In [None]:
import pandas as pd

In [None]:
def save_dataset(dataset, path, sep=';', index=False, encoding='utf-8-sig'):
    dataset.to_csv(path, sep=sep, index=index, encoding=encoding)

def read_dataset(path, sep=';', encoding='utf-8-sig', low_memory=False):
    return pd.read_csv(path, sep=sep, encoding=encoding, low_memory=low_memory)

In [None]:
is_na = {'зач.': (70, 1), 'неуваж.': (0, 1), 'недсд.': (0, 1), '4': (70, 1), 'недоп.': (0, 1), '5': (90, 1), 'незач.': (20, 1), '2': (20, 1), '3': (50, 1)}

In [None]:
def power_penalty_score(student_scores, subject_stats, p=2.0):
    total_score = 0
    subject_count = 0

    for subject, student_score in student_scores.items():
        stats = subject_stats[subject]
        scores = stats['scores']
        total_students = stats['total_students']

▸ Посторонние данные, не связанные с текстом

//! Routes for advancing and inspecting traversals.

use axum::extract::{Path, State};
use axum::http::StatusCode;
use axum::{
    Json, Router,
    routing::{get, post},
};
use nearfield_core::action::ActionType;
use nearfield_core::model::{AdvanceResult, Clue};
use nearfield_narrative::application::query_handlers::{self, EntityView, TraversalView};
use nearfield_narrative::domain::commands::Advance;
use serde::{Deserialize, Serialize};
use tracing::{info, instrument};
use uuid::Uuid;

use crate::error::ApiError;
use crate::state::AppState;

/// Response body for POST /.
#[derive(Debug, Serialize)]
pub struct SessionResponse {
    /// Fresh session to advance traversals under.
    pub session_id: Uuid,
}

/// Request body for POST /{session_id}/advance.
#[derive(Debug, Deserialize)]
pub struct AdvanceRequest {
    /// Story to advance.
    pub story_id: String,
    /// Scene the action is aimed at.
    pub scene_id: String,
    /// The action to take.
    pub action: ActionType,
    /// Player text for `INTERACT`.
    #[serde(default)]
    pub turn_input: Option<String>,
}

/// Clues handed off during one traversal.
#[derive(Debug, Serialize)]
pub struct TraversalCluesResponse {
    /// The session queried.
    pub session_id: Uuid,
    /// The story queried.
    pub story_id: String,
    /// Clues in hand-off order.
    pub clues: Vec<Clue>,
}

/// POST /
///
/// No traversal exists until the first `LOAD_SCENE` under the session.
async fn open_session() -> (StatusCode, Json<SessionResponse>) {
    let session_id = Uuid::now_v7();
    info!(%session_id, "opened session");
    (StatusCode::CREATED, Json(SessionResponse { session_id }))
}

/// POST /{session_id}/advance
#[instrument(
    skip(state, request),
    fields(story_id = %request.story_id, scene_id = %request.scene_id, action = %request.action)
)]
async fn advance(
    State(state): State<AppState>,
    Path(session_id): Path<Uuid>,
    Json(request): Json<AdvanceRequest>,
) -> Result<Json<AdvanceResult>, ApiError> {
    let command = Advance {
        correlation_id: Uuid::new_v4(),
        session_id,
        story_id: request.story_id,
        scene_id: request.scene_id,
        action: request.action,
        turn_input: request.turn_input,
    };

    info!(correlation_id = %command.correlation_id, "handling advance command");

    let result = state.engine.advance(&command).await?;
    Ok(Json(result))
}

/// GET /{session_id}/stories/{story_id}
#[instrument(skip(state))]
async fn get_traversal(
    State(state): State<AppState>,
    Path((session_id, story_id)): Path<(Uuid, String)>,
) -> Result<Json<TraversalView>, ApiError> {
    let view = query_handlers::get_traversal(&state.engine, session_id, &story_id).await?;
    Ok(Json(view))
}

/// GET /{session_id}/stories/{story_id}/entities/{entity_id}
#[instrument(skip(state))]
async fn get_entity(
    State(state): State<AppState>,
    Path((session_id, story_id, entity_id)): Path<(Uuid, String, String)>,
) -> Result<Json<EntityView>, ApiError> {
    let view =
        query_handlers::get_entity(&state.engine, session_id, &story_id, &entity_id).await?;
    Ok(Json(view))
}

/// GET /{session_id}/stories/{story_id}/clues
///
/// Empty until the traversal mints a clue, and again once it is evicted.
#[instrument(skip(state))]
async fn list_clues(
    State(state): State<AppState>,
    Path((session_id, story_id)): Path<(Uuid, String)>,
) -> Json<TraversalCluesResponse> {
    let clues = state.clues.clues_for(session_id, &story_id);
    Json(TraversalCluesResponse {
        session_id,
        story_id,
        clues,
    })
}

/// Returns the router for traversals.
pub fn router() -> Router<AppState> {
    Router::new()
        .route("/", post(open_session))
        .route("/{session_id}/advance", post(advance))
        .route("/{session_id}/stories/{story_id}", get(get_traversal))
        .route("/{session_id}/stories/{story_id}/clues", get(list_clues))
        .route(
            "/{session_id}/stories/{story_id}/entities/{entity_id}",
            get(get_entity),
        )
}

        non_zero_scores = [s for s in scores if s > 0]
        num_fails = total_students - len(non_zero_scores)

        if len(non_zero_scores) == 0 or total_students == 0:
            continue

        mean_clean = sum(non_zero_scores) / len(non_zero_scores)
        fail_ratio = num_fails / total_students

        if student_score < 40:
            if 1 / (fail_ratio + 1e-6) <= 0:
                print(1 / (fail_ratio + 1e-6))
                print(f'fail_ratio: {fail_ratio}')
                print(f'num_fails: {num_fails}')
                print(f'non_zero_scores: {len(non_zero_scores)}')
                print(f'total_students: {total_students}')
                print(f"subject: {subject}")
            multiplier = 1 + math.log(1 / (fail_ratio + 1e-6))
            adjusted = (mean_clean ** p) * multiplier
        else:
            delta = mean_clean - student_score
            signed_power_delta = math.copysign(abs(delta) ** p, delta)
            adjusted = signed_power_delta * fail_ratio

        total_score += adjusted
        subject_count += 1

    if subject_count == 0:
        return None

    return total_score / subject_count

In [None]:
def make_subject_stats(df):
    ans = {}
    for index, row in df.iterrows():
        subj = row["Наименование дисциплины"]
        student = row["UUID студента"]
        score = row["Балл"]
        oc = row["Оценка"]
        
        if subj not in ans:
            ans[subj] = {'scores': [], 'total_students': 0}
        if pd.isna(score):
            score = is_na[oc][0]
        ans[subj]['scores'].append(score)
        ans[subj]['total_students'] += 1
    return ans

In [None]:
def process_scores(df):
    ans = {}
    subject_stats = make_subject_stats(df)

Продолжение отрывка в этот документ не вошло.